De Antonio Pereira da Silva Iguardo el recuerdo de su pasión por el regreso de Cristo, tema dominante de sus sermones, así como su celo por los principios de la vida cristiana. La paciencia y la mansedumbre de José Naves Junio también permanecen vividas en mi mente. Yo no sabría definir el momento preciso en el que me sentí llamado al ministerio, pues fui muy precozmente impresionado en este sentido. Pero, si un día me viera obligado a definir exactamente ese momento, tal vez diría que fue durante un sermón del pastor Naves.
Gileno Oliveira era un visitador incansable. Un día llegó a nuestra casa casi en medio de un temporal que acababa de caer sobre la ciudad. Él estaba de pie, protegido apenas por el paraguas y el impermeable que cubría su impecable traje marrón. Son inolvidables el espíritu conquistador y el entusiasmo de la predicación de Plácido Pita.

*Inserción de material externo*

//! Short-lived credential cache with single-flight refresh.
//!
//! APNs provider JWTs and FCM OAuth2 access tokens both expire; this cache
//! hands out the current value until it nears expiry, then lets exactly one
//! caller perform the refresh while concurrent callers queue behind it.
//! Expiries use `tokio::time::Instant` so tests can drive the clock.

use std::future::Future;
use std::time::Duration;

use tokio::sync::{Mutex, RwLock};
use tokio::time::Instant;

use crate::error::Result;

/// Cached credential value.
#[derive(Debug)]
struct CachedToken {
    value: String,
    expires_at: Instant,
}

/// Single-flight cache for one pushkin's credential.
#[derive(Debug)]
pub struct TokenCache {
    cached: RwLock<Option<CachedToken>>,
    refresh_gate: Mutex<()>,
    refresh_margin: Duration,
}

impl TokenCache {
    /// Create an empty cache.
    ///
    /// `refresh_margin` is subtracted from each token's lifetime, so a
    /// refresh happens before the provider actually rejects the credential.
    pub fn new(refresh_margin: Duration) -> Self {
        Self {
            cached: RwLock::new(None),
            refresh_gate: Mutex::new(()),
            refresh_margin,
        }
    }

    /// Get a valid credential, refreshing through `refresh` if necessary.
    ///
    /// `refresh` returns the new value and its lifetime. At most one refresh
    /// runs at a time; callers queuing behind an in-progress refresh re-check
    /// the cache once it completes and only refresh themselves if it failed.
    /// A cancelled refresh releases the gate, so the next caller retries.
    pub async fn get<F, Fut>(&self, refresh: F) -> Result<String>
    where
        F: FnOnce() -> Fut,
        Fut: Future<Output = Result<(String, Duration)>>,
    {
        if let Some(value) = self.peek().await {
            return Ok(value);
        }

        // One refresher at a time; waiters queue here in FIFO order.
        let _gate = self.refresh_gate.lock().await;

        // A refresh that completed while we waited serves this call.
        if let Some(value) = self.peek().await {
            return Ok(value);
        }

        let (value, lifetime) = refresh().await?;
        let expires_at = Instant::now() + lifetime.saturating_sub(self.refresh_margin);

        let mut cached = self.cached.write().await;
        *cached = Some(CachedToken {
            value: value.clone(),
            expires_at,
        });

        Ok(value)
    }

    /// Drop the cached value so the next `get` refreshes.
    ///
    /// Used when the provider rejects a credential before its expected expiry.
    pub async fn invalidate(&self) {
        let mut cached = self.cached.write().await;
        *cached = None;
    }

    /// Install a value directly, bypassing refresh. Test seam.
    #[cfg(test)]
    pub(crate) async fn prime(&self, value: &str, lifetime: Duration) {
        let mut cached = self.cached.write().await;
        *cached = Some(CachedToken {
            value: value.to_string(),
            expires_at: Instant::now() + lifetime,
        });
    }

    /// Return the cached value if it is still valid.
    async fn peek(&self) -> Option<String> {
        let cached = self.cached.read().await;
        match &*cached {
            Some(token) if token.expires_at > Instant::now() => Some(token.value.clone()),
            _ => None,
        }
    }
}
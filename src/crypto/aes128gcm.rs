//! Web Push message encryption (RFC 8291).
//!
//! Encrypts a payload for a browser push subscription using:
//! - ECDH key agreement on P-256 against the subscription's `p256dh` key
//! - HKDF-SHA256 key derivation mixed with the subscription's auth secret
//! - AES-128-GCM authenticated encryption in `aes128gcm` framing (RFC 8188)
//!
//! # Security
//!
//! Derived key material is zeroed from memory when dropped using the
//! `zeroize` crate. A fresh sender key pair and salt are generated per
//! message.

use aes_gcm::aead::{Aead, KeyInit};
use aes_gcm::{Aes128Gcm, Nonce};
use hkdf::Hkdf;
use p256::elliptic_curve::sec1::ToEncodedPoint;
use p256::{PublicKey, SecretKey, ecdh};
use rand_core::{OsRng, RngCore};
use sha2::Sha256;
use zeroize::Zeroizing;

use crate::error::{Error, Result};

/// Record size written to the content-coding header. Everything is sent as a
/// single record.
const RECORD_SIZE: u32 = 4096;

/// Salt length in the content-coding header.
const SALT_SIZE: usize = 16;

/// Length of an uncompressed P-256 public key.
const PUBKEY_SIZE: usize = 65;

/// Expected length of the subscription auth secret.
const AUTH_SECRET_SIZE: usize = 16;

/// AES-GCM tag length plus the last-record delimiter octet.
const RECORD_OVERHEAD: usize = 17;

/// Encrypt `plaintext` for the subscription identified by `ua_public`
/// (uncompressed P-256 point) and `auth_secret` (16 bytes).
///
/// Returns the complete `aes128gcm` message body:
/// `salt(16) || record_size(4) || keyid_len(1) || sender_public(65) || ciphertext`.
pub fn encrypt(ua_public: &[u8], auth_secret: &[u8], plaintext: &[u8]) -> Result<Vec<u8>> {
    let mut salt = [0u8; SALT_SIZE];
    OsRng.fill_bytes(&mut salt);
    let sender = SecretKey::random(&mut OsRng);
    encrypt_with(ua_public, auth_secret, plaintext, &sender, &salt)
}

/// Encrypt with a caller-supplied sender key and salt.
fn encrypt_with(
    ua_public: &[u8],
    auth_secret: &[u8],
    plaintext: &[u8],
    sender: &SecretKey,
    salt: &[u8; SALT_SIZE],
) -> Result<Vec<u8>> {
    if auth_secret.len() != AUTH_SECRET_SIZE {
        return Err(Error::Crypto(format!(
            "Invalid auth secret length: expected {AUTH_SECRET_SIZE}, got {}",
            auth_secret.len()
        )));
    }
    if plaintext.len() + RECORD_OVERHEAD > RECORD_SIZE as usize {
        return Err(Error::Crypto(format!(
            "Payload too large for a single record: {} bytes",
            plaintext.len()
        )));
    }

    let ua_key = PublicKey::from_sec1_bytes(ua_public)
        .map_err(|e| Error::Crypto(format!("Invalid subscription public key: {e}")))?;
    let ua_point = ua_key.to_encoded_point(false);
    let sender_point = sender.public_key().to_encoded_point(false);

    let shared = ecdh::diffie_hellman(sender.to_nonzero_scalar(), ua_key.as_affine());

    // IKM = HKDF(salt=auth_secret, ikm=ecdh_secret,
    //            info="WebPush: info" || 0x00 || ua_public || sender_public)
    let mut key_info = Vec::with_capacity(14 + 2 * PUBKEY_SIZE);
    key_info.extend_from_slice(b"WebPush: info\0");
    key_info.extend_from_slice(ua_point.as_bytes());
    key_info.extend_from_slice(sender_point.as_bytes());

    let hk = Hkdf::<Sha256>::new(Some(auth_secret), shared.raw_secret_bytes().as_slice());
    let mut ikm = Zeroizing::new([0u8; 32]);
    hk.expand(&key_info, ikm.as_mut_slice())
        .map_err(|_| Error::Crypto("HKDF expand failed for IKM".to_string()))?;

    let hk = Hkdf::<Sha256>::new(Some(salt), ikm.as_slice());
    let mut cek = Zeroizing::new([0u8; 16]);
    hk.expand(b"Content-Encoding: aes128gcm\0", cek.as_mut_slice())
        .map_err(|_| Error::Crypto("HKDF expand failed for CEK".to_string()))?;
    let mut nonce = [0u8; 12];
    hk.expand(b"Content-Encoding: nonce\0", &mut nonce)
        .map_err(|_| Error::Crypto("HKDF expand failed for nonce".to_string()))?;

    // Single record: plaintext followed by the last-record delimiter.
    let mut record = Vec::with_capacity(plaintext.len() + 1);
    record.extend_from_slice(plaintext);
    record.push(0x02);

    let cipher = Aes128Gcm::new_from_slice(cek.as_slice())
        .map_err(|_| Error::Crypto("Invalid content encryption key length".to_string()))?;
    let ciphertext = cipher
        .encrypt(Nonce::from_slice(&nonce), record.as_slice())
        .map_err(|_| Error::Crypto("AEAD encryption failed".to_string()))?;

    let mut body =
        Vec::with_capacity(SALT_SIZE + 4 + 1 + PUBKEY_SIZE + ciphertext.len());
    body.extend_from_slice(salt);
    body.extend_from_slice(&RECORD_SIZE.to_be_bytes());
    body.push(PUBKEY_SIZE as u8);
    body.extend_from_slice(sender_point.as_bytes());
    body.extend_from_slice(&ciphertext);

    Ok(body)
}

Esos fueron los pastores de mi infancia y mi adolescencia. Todos ellos tenían las características de un pastor dedicado. La mención de algunos aspectos no significa que ellos fueran deficientes en las demás facetas del ministerio. Tuve otros pastores, en los días del seminario, igualmente dedicados y fieles, cuyo ejemplo marcó mi vida y contribuyó a consolidar mi vocación: José Monteiro de Oliveira, con su mente privilegiada y su consistente vida espiritual; Paulo Marquat, símbolo de simplicidad y humanidad; Elias Gómez, con su apremiante sentido de misión y pasión evangelística; Home Silva, organizado, amigo, excelente predicador, cuidadoso en la liturgia.
Con el permiso de los lectores, quiero tributar un homenaje agradecido y sincero a esos hombres. A tres de ellos este reconocimiento es hecho in memoriam. Y pensando en la excelencia del ministerio que ellos y otros pastores desarrollaron, precisamente cuando un Día del Pastor más se suma al curso de nuestra existencia, una reflexión se hace necesaria: ¿Qué recuerdo tendrán de nosotros, mañana, los niños, los adolescentes y los jóvenes de hoy?